2011 has been a good year for the most part. This month of December has been okay, but mostly depressing in my mind. I'm good at hiding it most of the time, but I'm going to be so glad to get it over with. It has been full of confusing encounters and endless tears. I'm done with all of that. I was happy one minute, crying my eyes out the next. Most of all, I just hope 2012 is so much better. Which it will be because things are going to change.
I'm going to try my hardest to let go of everything that's holding me back. That includes a nameless guy who somehow totally messed up my christmas day. Ugh. That won't ever happen again. We used to be friends, not so much anymore. Yet, he still can make me confused as ever. Next year that won't happen. Nope, it sure won't. Then, let's not mention the 2 times I felt my heart break into another little piece. Once was in May which is somehow got over fast, but this last time was just about 2 weeks ago I guess. But I'm okay because my heart is still functional and I know that one guy will show up that will help me put it all completely back together. I can't wait for that :)
Which leads me to discuss something else: The mystery man. He is nothing special and I have no clue how these thoughts came about. But they are here and not leaving. I'm trying to figure it out, but it doesn't make sense. But I'm just letting things happen and not doing anything different. I'm trying to stay calm and remind myself not to run away from a simple hello which I am sure to get countless times next semester. I must gather up courage and fight the urge to RUN! I'm so good at running now. Which is my biggest weakness. I blame it on boy who ruined christmas day for me. Yes, I do.
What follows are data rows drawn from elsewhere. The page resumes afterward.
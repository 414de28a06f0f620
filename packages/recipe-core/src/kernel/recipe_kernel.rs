// RecipeKernel - every collaborator the action handlers talk to
//
// Held behind trait objects so front-ends and tests can swap implementations.

use std::sync::Arc;

use super::{
    BaseDialogService, BaseNavigator, BaseNotifier, BaseRecipeStore, BaseTranslator,
    BaseUserSource,
};

pub struct RecipeKernel {
    pub users: Arc<dyn BaseUserSource>,
    pub store: Arc<dyn BaseRecipeStore>,
    pub dialogs: Arc<dyn BaseDialogService>,
    pub notifier: Arc<dyn BaseNotifier>,
    pub navigator: Arc<dyn BaseNavigator>,
    pub translator: Arc<dyn BaseTranslator>,
}

impl RecipeKernel {
    pub fn new(
        users: Arc<dyn BaseUserSource>,
        store: Arc<dyn BaseRecipeStore>,
        dialogs: Arc<dyn BaseDialogService>,
        notifier: Arc<dyn BaseNotifier>,
        navigator: Arc<dyn BaseNavigator>,
        translator: Arc<dyn BaseTranslator>,
    ) -> Self {
        Self {
            users,
            store,
            dialogs,
            notifier,
            navigator,
            translator,
        }
    }
}
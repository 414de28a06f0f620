//! Recipe effects
//!
//! Executes a [`RecipeCommand`] against the store. Stateless: the command
//! carries everything the mutation needs. Errors are returned as-is; the
//! action layer decides how to surface them.

use anyhow::Result;
use tracing::{debug, info};

use crate::common::RecipeId;
use crate::domains::recipes::commands::RecipeCommand;
use crate::kernel::BaseRecipeStore;

/// What a successful command produced.
#[derive(Debug, Clone, PartialEq, Eq)]
pub enum CommandOutput {
    Done,
    /// The copy mutation returns the new recipe's id.
    Copied(RecipeId),
}

pub async fn execute(store: &dyn BaseRecipeStore, command: RecipeCommand) -> Result<CommandOutput> {
    let name = command.name();
    debug!(command = name, ?command, "executing recipe command");

    let output = match command {
        RecipeCommand::Update { id, patch } => {
            store.update(id, &patch).await?;
            CommandOutput::Done
        }
        RecipeCommand::Delete { id } => {
            store.delete(id).await?;
            CommandOutput::Done
        }
        RecipeCommand::SetMeal { slot } => {
            store.set_meal(&slot).await?;
            CommandOutput::Done
        }
        RecipeCommand::Enhance { id } => {
            store.enhance(id).await?;
            CommandOutput::Done
        }
        RecipeCommand::Review { id, action } => {
            store.review(id, action).await?;
            CommandOutput::Done
        }
        RecipeCommand::Copy { request } => CommandOutput::Copied(store.copy(request).await?),
        RecipeCommand::Transfer { request } => {
            store.transfer(request).await?;
            CommandOutput::Done
        }
    };

    info!(command = name, "recipe command completed");
    Ok(output)
}
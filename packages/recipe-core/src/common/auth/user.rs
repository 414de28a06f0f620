use serde::{Deserialize, Serialize};

use super::Capabilities;
use crate::common::HouseholdId;

/// Role of the signed-in account.
#[derive(Debug, Clone, Copy, PartialEq, Eq, Default, Serialize, Deserialize)]
#[serde(rename_all = "lowercase")]
pub enum Role {
    #[default]
    Member,
    Superuser,
}

impl std::str::FromStr for Role {
    type Err = String;

    fn from_str(s: &str) -> Result<Self, Self::Err> {
        match s.trim().to_ascii_lowercase().as_str() {
            "member" => Ok(Role::Member),
            "superuser" => Ok(Role::Superuser),
            other => Err(format!("unknown role: {}", other)),
        }
    }
}

/// The acting user's household identity.
#[derive(Debug, Clone, PartialEq, Eq, Serialize, Deserialize)]
pub struct CurrentUser {
    /// `None` means the account is loaded but belongs to no household.
    pub household_id: Option<HouseholdId>,
    #[serde(default)]
    pub role: Role,
}

impl CurrentUser {
    pub fn new(household_id: HouseholdId, role: Role) -> Self {
        Self {
            household_id: Some(household_id),
            role,
        }
    }

    pub fn capabilities(&self) -> Capabilities {
        Capabilities::for_role(self.role)
    }
}

/// What the user accessor currently knows about the acting user.
///
/// `Loading` is distinct from `Loaded` with no household: nothing may be
/// decided while loading, whereas a loaded user without a household simply
/// owns nothing that has a household.
#[derive(Debug, Clone, PartialEq, Eq, Default)]
pub enum UserState {
    #[default]
    Loading,
    /// Resolved, but there is no signed-in account.
    Anonymous,
    Loaded(CurrentUser),
}

impl UserState {
    pub fn is_loading(&self) -> bool {
        matches!(self, UserState::Loading)
    }

    pub fn user(&self) -> Option<&CurrentUser> {
        match self {
            UserState::Loaded(user) => Some(user),
            _ => None,
        }
    }

    /// Capabilities are empty until a user is loaded.
    pub fn capabilities(&self) -> Capabilities {
        self.user()
            .map(CurrentUser::capabilities)
            .unwrap_or_default()
    }
}

impl From<Option<CurrentUser>> for UserState {
    fn from(user: Option<CurrentUser>) -> Self {
        match user {
            Some(user) => UserState::Loaded(user),
            None => UserState::Anonymous,
        }
    }
}
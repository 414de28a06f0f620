use tracing::{error, info, warn};

use super::{ActionOutcome, RecipeActions};
use crate::common::auth::Actor;
use crate::common::MessageKey;
use crate::domains::recipes::commands::RecipeCommand;
use crate::domains::recipes::machines::moderation;
use crate::domains::recipes::machines::ModerationIntent;
use crate::kernel::{ButtonStyle, DialogChoice};

impl RecipeActions {
    /// Toggle the favorite rating. Owner only.
    pub async fn thumb_up(&mut self) -> ActionOutcome {
        self.moderate(ModerationIntent::ThumbUp).await
    }

    /// Toggle hidden. Owner only.
    pub async fn thumb_down(&mut self) -> ActionOutcome {
        self.moderate(ModerationIntent::ThumbDown).await
    }

    async fn moderate(&mut self, intent: ModerationIntent) -> ActionOutcome {
        let Some(id) = self.recipe_id else {
            return ActionOutcome::Skipped;
        };

        let user = self.user();
        if user.is_loading() {
            self.notify(MessageKey::NoticeTitle, MessageKey::PleaseWait);
            return ActionOutcome::Refused;
        }

        let Some(recipe) = self.recipe.clone() else {
            return ActionOutcome::Skipped;
        };

        if let Err(e) = Actor::new(&user).owns(&recipe) {
            warn!(recipe_id = %id, ?intent, reason = %e, "moderation refused");
            self.notify_refusal(&e, MessageKey::CannotRate);
            return ActionOutcome::Refused;
        }

        let transition = moderation::decide(&recipe, intent);
        info!(
            recipe_id = %id,
            ?intent,
            from = ?transition.from,
            to = ?transition.to,
            fields = ?transition.patch.touched_fields(),
            "moderating recipe"
        );

        match self.run_update(id, &recipe, transition.patch).await {
            Ok(()) => {
                self.reload().await;
                ActionOutcome::Completed
            }
            Err(e) => {
                error!(recipe_id = %id, ?intent, error = %e, "moderation update failed");
                let message = match intent {
                    ModerationIntent::ThumbUp => MessageKey::RatingFailed,
                    ModerationIntent::ThumbDown => MessageKey::HideFailed,
                };
                self.notify(MessageKey::ErrorTitle, message);
                ActionOutcome::Failed
            }
        }
    }

    /// Delete after an explicit destructive confirmation, then navigate back.
    ///
    /// Ownership is enforced by the backend, not checked here. On failure the
    /// view stays where it is.
    pub async fn delete(&mut self) -> ActionOutcome {
        let Some(id) = self.recipe_id else {
            return ActionOutcome::Skipped;
        };

        let message = self.t_with(MessageKey::DeleteMessage, &[("name", self.recipe_name())]);
        let prompt = self.cancel_button(self.prompt(MessageKey::DeleteTitle, message)).button(
            DialogChoice::Confirm,
            self.t(MessageKey::Delete),
            ButtonStyle::Destructive,
        );

        if self.confirm(prompt).await != DialogChoice::Confirm {
            info!(recipe_id = %id, "delete cancelled");
            return ActionOutcome::Cancelled;
        }

        match self.run(RecipeCommand::Delete { id }).await {
            Ok(_) => {
                info!(recipe_id = %id, "recipe deleted");
                self.kernel.navigator.go_back();
                ActionOutcome::Completed
            }
            Err(e) => {
                error!(recipe_id = %id, error = %e, "delete failed");
                self.notify(MessageKey::ErrorTitle, MessageKey::DeleteFailed);
                ActionOutcome::Failed
            }
        }
    }
}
On a happy note, I think I'm okay with doing social work for a while. That means I only have 66 more hours to complete and I am on my way to having a career. Which will then proceed in me potentially going to get my master's degree or more importantly my associates degree in occupational therapy. Call me crazy, but I want to do something in the medical field. Which just so happens to be this as a good idea. I found a program in Nashville which would be great since that's where I plan on working. It might benefit me greatly. I guess we'll see.
My future is going to hold wonderful things. I'm going to have a successful career and my log home I so desperately want. In this home, I will have a whole room with bookshelves lining the walls filled with books. Don't call me crazy yet. I will also have my animals and possibly a couple of goats (Just because they're so darn cute). I will live a happy life, with or without a man in my life. Who could I possibly need if I have Jesus? Oh kids? I've got that covered. I can adopt once I turn 30. No problem. It'll happen if it's supposed to. Just knowing I can still have my family without being married makes me very excited. I thought that was the only way to get the one thing I really wanted. Doing research helped those fears go away. I guess what I'm saying is that I can't wait to see how my future plays out because there are so many opportunities.
That's all for now though. I have rambled enough.